Las inundaciones que arrasaron Emilia-Romaña en mayo de 2023, precedidas por meses de sequía, han dejado de ser una excepción en el mapa climático europeo. Un nuevo estudio internacional liderado por científicos del Centro Común de Investigación (JRC) de la Comisión Europea, publicado en Nature Communications, concluye que más del 70 % de las inundaciones registradas en Europa entre 1981 y 2020 no fueron episodios aislados, sino fenómenos compuestos: catástrofes en las que las inundaciones coinciden con sequías, olas de calor, vendavales o frentes fríos, amplificando sus daños.
Más del 70 % de las inundaciones registradas en Europa entre 1981 y 2020 no fueron episodios aislados
El trabajo, realizado junto al Instituto de Potsdam para la Investigación del Impacto Climático, la Vrije Universiteit Amsterdam y la Universidad de Lovaina, analiza 1.349 inundaciones a escala subnacional y arroja una conclusión inquietante: las pérdidas económicas asociadas a las riadas con peligros compuestos fueron, de media, 2,8 veces superiores a las de las inundaciones simples. El 1 % de los episodios más costosos del periodo estudiado fue, sin excepción, de naturaleza compuesta, y en conjunto generaron más de 167.000 millones de euros adicionales respecto a lo que habrían supuesto crecidas en solitario.
La tendencia, además, no se atenúa. Entre la década de 1980 y la de 2010, las inundaciones acompañadas por dos o más amenazas adicionales aumentaron un 186 %, frente a un crecimiento del 16 % de las inundaciones aisladas. La complejidad del desastre se está convirtiendo en sí misma en un factor de riesgo.

De la sequía al diluvio
El mapa que dibuja el estudio sitúa al sur, el centro y el área mediterránea de Europa como las zonas con mayor diversidad de peligros compuestos
Los autores identificaron cinco patrones recurrentes: inundaciones precedidas por episodios húmedos prolongados, transiciones abruptas de sequía a crecida, secuencias de olas de calor seguidas de inundaciones, episodios de frío extremo combinados con inundación y vendavales que coinciden con el desbordamiento. Cada combinación tiene su propia firma hidrometeorológica, y todas comparten un denominador común: agravan las consecuencias humanas y materiales del agua.
El mapa que dibuja el estudio sitúa al sur, el centro y el área mediterránea de Europa como las zonas con mayor diversidad de peligros compuestos —con regiones que acumulan entre tres y seis combinaciones distintas—, mientras que las inundaciones acompañadas de vendaval predominan en el conjunto de las áreas mediterráneas y atlánticas. España, con costa en ambos frentes y un clima que oscila entre la sequía prolongada y la lluvia torrencial, queda de lleno en esa franja de mayor complejidad, aunque el estudio no analiza casos nacionales concretos.

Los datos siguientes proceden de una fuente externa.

//! In-memory stand-in for the document search service.
//!
//! Behaves like a single-node cluster for the subset of the REST dialect the
//! client uses: writes become searchable only after a refresh, `integer` and
//! `long` mapped fields reject non-integer values, and searches understand
//! `match_all`, `match` and `ids` queries.

use std::collections::{BTreeMap, HashMap};
use std::sync::{Arc, Mutex};

use async_trait::async_trait;
use serde_json::{json, Value};

use docstore_repository::{
    BulkIndexSummary, BulkItemResult, DocumentStoreError, DocumentStoreProvider,
};
use docstore_shared::{Document, Fields, IndexSpec, SearchQuery, SearchResponse};

#[derive(Default)]
struct FakeIndex {
    mappings: Value,
    documents: BTreeMap<String, Fields>,
    searchable: BTreeMap<String, Fields>,
}

impl FakeIndex {
    fn check_types(&self, fields: &Fields) -> Result<(), String> {
        for (name, value) in fields {
            let field_type = self.mappings["properties"][name]["type"].as_str();
            if matches!(field_type, Some("integer") | Some("long")) && !value.is_i64() {
                return Err(format!(
                    "status 400: mapper_parsing_exception: failed to parse field [{}] of type [{}]",
                    name,
                    field_type.unwrap_or_default()
                ));
            }
        }
        Ok(())
    }
}

#[derive(Default)]
struct FakeState {
    indexes: HashMap<String, FakeIndex>,
    next_id: u64,
    requests: usize,
}

/// Cloneable handle to one fake cluster; clones share state.
#[derive(Clone, Default)]
pub struct FakeDocumentStore {
    state: Arc<Mutex<FakeState>>,
}

impl FakeDocumentStore {
    pub fn new() -> Self {
        Self::default()
    }

    /// Number of calls that reached the fake.
    pub fn request_count(&self) -> usize {
        self.state.lock().unwrap().requests
    }

    fn with_state<T>(&self, f: impl FnOnce(&mut FakeState) -> T) -> T {
        let mut state = self.state.lock().unwrap();
        state.requests += 1;
        f(&mut *state)
    }
}

fn store(index: &mut FakeIndex, next_id: &mut u64, document: &Document) -> Result<String, String> {
    index.check_types(&document.fields)?;
    let id = match &document.id {
        Some(id) => id.clone(),
        None => {
            *next_id += 1;
            format!("fake-{}", next_id)
        }
    };
    index.documents.insert(id.clone(), document.fields.clone());
    Ok(id)
}

fn tokens(text: &str) -> Vec<String> {
    text.split(|c: char| !c.is_alphanumeric())
        .filter(|t| !t.is_empty())
        .map(str::to_lowercase)
        .collect()
}

fn matcher(body: &Value) -> Result<Box<dyn Fn(&str, &Fields) -> bool>, DocumentStoreError> {
    let query = match body.get("query") {
        None => return Ok(Box::new(|_: &str, _: &Fields| true)),
        Some(Value::Object(query)) => query,
        Some(other) => {
            return Err(DocumentStoreError::query(format!(
                "status 400: parsing_exception: query must be an object, got {}",
                other
            )))
        }
    };

    let (kind, clause) = query.iter().next().ok_or_else(|| {
        DocumentStoreError::query("status 400: parsing_exception: query is empty")
    })?;

    match kind.as_str() {
        "match_all" => Ok(Box::new(|_: &str, _: &Fields| true)),
        "match" => {
            let (field, text) = clause
                .as_object()
                .and_then(|c| c.iter().next())
                .ok_or_else(|| {
                    DocumentStoreError::query("status 400: parsing_exception: match needs a field")
                })?;
            let text = text
                .as_str()
                .or_else(|| text["query"].as_str())
                .unwrap_or_default();
            let wanted = tokens(text);
            let field = field.clone();
            Ok(Box::new(move |_: &str, fields: &Fields| {
                let have = tokens(fields.get(&field).and_then(Value::as_str).unwrap_or_default());
                wanted.iter().any(|t| have.contains(t))
            }))
        }
        "ids" => {
            let ids: Vec<String> = clause["values"]
                .as_array()
                .map(|values| {
                    values
                        .iter()
                        .filter_map(Value::as_str)
                        .map(str::to_string)
                        .collect()
                })
                .unwrap_or_default();
            Ok(Box::new(move |id: &str, _: &Fields| ids.iter().any(|i| i == id)))
        }
        other => Err(DocumentStoreError::query(format!(
            "status 400: parsing_exception: unknown query [{}]",
            other
        ))),
    }
}

#[async_trait]
impl DocumentStoreProvider for FakeDocumentStore {
    async fn ping(&self) -> Result<bool, DocumentStoreError> {
        self.with_state(|_| Ok(true))
    }

    async fn cluster_info(&self) -> Result<Value, DocumentStoreError> {
        self.with_state(|_| {
            Ok(json!({
                "name": "fake-node",
                "cluster_name": "fake",
                "version": { "distribution": "opensearch", "number": "2.11.0" },
                "tagline": "The OpenSearch Project: https://opensearch.org/"
            }))
        })
    }

    async fn create_index(&self, spec: &IndexSpec) -> Result<(), DocumentStoreError> {
        self.with_state(|state| {
            if state.indexes.contains_key(&spec.name) {
                return Err(DocumentStoreError::index_creation(format!(
                    "status 400: resource_already_exists_exception: index [{}] already exists",
                    spec.name
                )));
            }
            state.indexes.insert(
                spec.name.clone(),
                FakeIndex {
                    mappings: spec.mappings.clone(),
                    ..FakeIndex::default()
                },
            );
            Ok(())
        })
    }

    async fn delete_index(&self, index: &str) -> Result<(), DocumentStoreError> {
        self.with_state(|state| {
            state
                .indexes
                .remove(index)
                .map(|_| ())
                .ok_or_else(|| DocumentStoreError::index_not_found(index))
        })
    }

    async fn index_exists(&self, index: &str) -> Result<bool, DocumentStoreError> {
        self.with_state(|state| Ok(state.indexes.contains_key(index)))
    }

    async fn refresh_index(&self, index: &str) -> Result<(), DocumentStoreError> {
        self.with_state(|state| {
            let fake = state
                .indexes
                .get_mut(index)
                .ok_or_else(|| DocumentStoreError::index_not_found(index))?;
            fake.searchable = fake.documents.clone();
            Ok(())
        })
    }

    async fn index_document(
        &self,
        index: &str,
        document: &Document,
    ) -> Result<String, DocumentStoreError> {
        self.with_state(|state| {
            let FakeState {
                indexes, next_id, ..
            } = state;
            // Writing to an unknown index creates it with a dynamic mapping.
            let fake = indexes.entry(index.to_string()).or_default();
            store(fake, next_id, document).map_err(DocumentStoreError::indexing)
        })
    }

    async fn bulk_index(
        &self,
        index: &str,
        documents: &[Document],
    ) -> Result<BulkIndexSummary, DocumentStoreError> {
        self.with_state(|state| {
            let FakeState {
                indexes, next_id, ..
            } = state;
            let fake = indexes.entry(index.to_string()).or_default();
            let results = documents
                .iter()
                .enumerate()
                .map(|(position, document)| match store(fake, next_id, document) {
                    Ok(id) => BulkItemResult::succeeded(position, Some(id)),
                    Err(reason) => BulkItemResult::failed(
                        position,
                        document.id.clone(),
                        DocumentStoreError::indexing(reason),
                    ),
                })
                .collect();
            Ok(BulkIndexSummary::from_results(results))
        })
    }

    async fn get_document(&self, index: &str, id: &str) -> Result<Document, DocumentStoreError> {
        self.with_state(|state| {
            state
                .indexes
                .get(index)
                .and_then(|fake| fake.documents.get(id))
                .map(|fields| Document::with_id(id, fields.clone()))
                .ok_or_else(|| DocumentStoreError::document_not_found(index, id))
        })
    }

    async fn update_document(
        &self,
        index: &str,
        id: &str,
        fields: &Fields,
    ) -> Result<(), DocumentStoreError> {
        self.with_state(|state| {
            let fake = state
                .indexes
                .get_mut(index)
                .ok_or_else(|| DocumentStoreError::document_not_found(index, id))?;
            fake.check_types(fields).map_err(DocumentStoreError::update)?;
            let stored = fake
                .documents
                .get_mut(id)
                .ok_or_else(|| DocumentStoreError::document_not_found(index, id))?;
            for (name, value) in fields {
                stored.insert(name.clone(), value.clone());
            }
            Ok(())
        })
    }

    async fn delete_document(&self, index: &str, id: &str) -> Result<(), DocumentStoreError> {
        self.with_state(|state| {
            state
                .indexes
                .get_mut(index)
                .and_then(|fake| fake.documents.remove(id))
                .map(|_| ())
                .ok_or_else(|| DocumentStoreError::document_not_found(index, id))
        })
    }

    async fn search(
        &self,
        index: &str,
        query: &SearchQuery,
    ) -> Result<SearchResponse, DocumentStoreError> {
        self.with_state(|state| {
            let fake = state
                .indexes
                .get(index)
                .ok_or_else(|| DocumentStoreError::index_not_found(index))?;
            let matches = matcher(query.body())?;
            let from = query.body()["from"].as_u64().unwrap_or(0) as usize;
            let size = query.body()["size"].as_u64().unwrap_or(10) as usize;

            let matching: Vec<(&String, &Fields)> = fake
                .searchable
                .iter()
                .filter(|(id, fields)| matches(id.as_str(), fields))
                .collect();

            let hits: Vec<Value> = matching
                .iter()
                .skip(from)
                .take(size)
                .map(|(id, fields)| {
                    json!({
                        "_index": index,
                        "_id": id,
                        "_score": 1.0,
                        "_source": Value::Object((*fields).clone()),
                    })
                })
                .collect();

            let max_score = if matching.is_empty() {
                Value::Null
            } else {
                json!(1.0)
            };

            Ok(SearchResponse::new(json!({
                "took": 1,
                "timed_out": false,
                "_shards": { "total": 1, "successful": 1, "skipped": 0, "failed": 0 },
                "hits": {
                    "total": { "value": matching.len(), "relation": "eq" },
                    "max_score": max_score,
                    "hits": hits,
                }
            })))
        })
    }

    async fn count_documents(
        &self,
        index: &str,
        query: Option<&SearchQuery>,
    ) -> Result<u64, DocumentStoreError> {
        self.with_state(|state| {
            let fake = state
                .indexes
                .get(index)
                .ok_or_else(|| DocumentStoreError::index_not_found(index))?;
            let matches: Box<dyn Fn(&str, &Fields) -> bool> = match query {
                Some(query) => matcher(query.body())?,
                None => Box::new(|_: &str, _: &Fields| true),
            };
            Ok(fake
                .searchable
                .iter()
                .filter(|(id, fields)| matches(id.as_str(), fields))
                .count() as u64)
        })
    }
}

Para cuantificar el agravamiento, el equipo recurrió a una combinación de aprendizaje automático supervisado, inteligencia artificial explicable y un método de inferencia causal —un Double Machine Learning Causal Forest— que aísla el efecto específico de la concurrencia de peligros, descontando variables como la magnitud de la crecida o la vulnerabilidad local. Incluso ajustando esos factores, las regiones donde se acumulan distintas amenazas sufren pérdidas sistemáticamente mayores. En territorios ya frágiles —por su exposición demográfica, su tejido económico o el estado de sus infraestructuras— el efecto se intensifica, lo que sugiere que el riesgo físico y el riesgo social se retroalimentan.

Las implicaciones, según los autores, son transversales. Los planes regionales de protección civil deberían incorporar la complejidad de los peligros compuestos para focalizar mejor la preparación. Los sistemas paneuropeos de alerta temprana multirriesgo, en pleno desarrollo, podrían anticipar los episodios más destructivos si integran información sobre la concurrencia de amenazas y no solo sobre la severidad de la inundación. Y la industria aseguradora se enfrenta a un mensaje incómodo: los modelos de pérdidas y las primas que tratan cada amenaza por separado están infravalorando, de forma sistemática, el riesgo real al que están expuestos hogares y empresas europeas.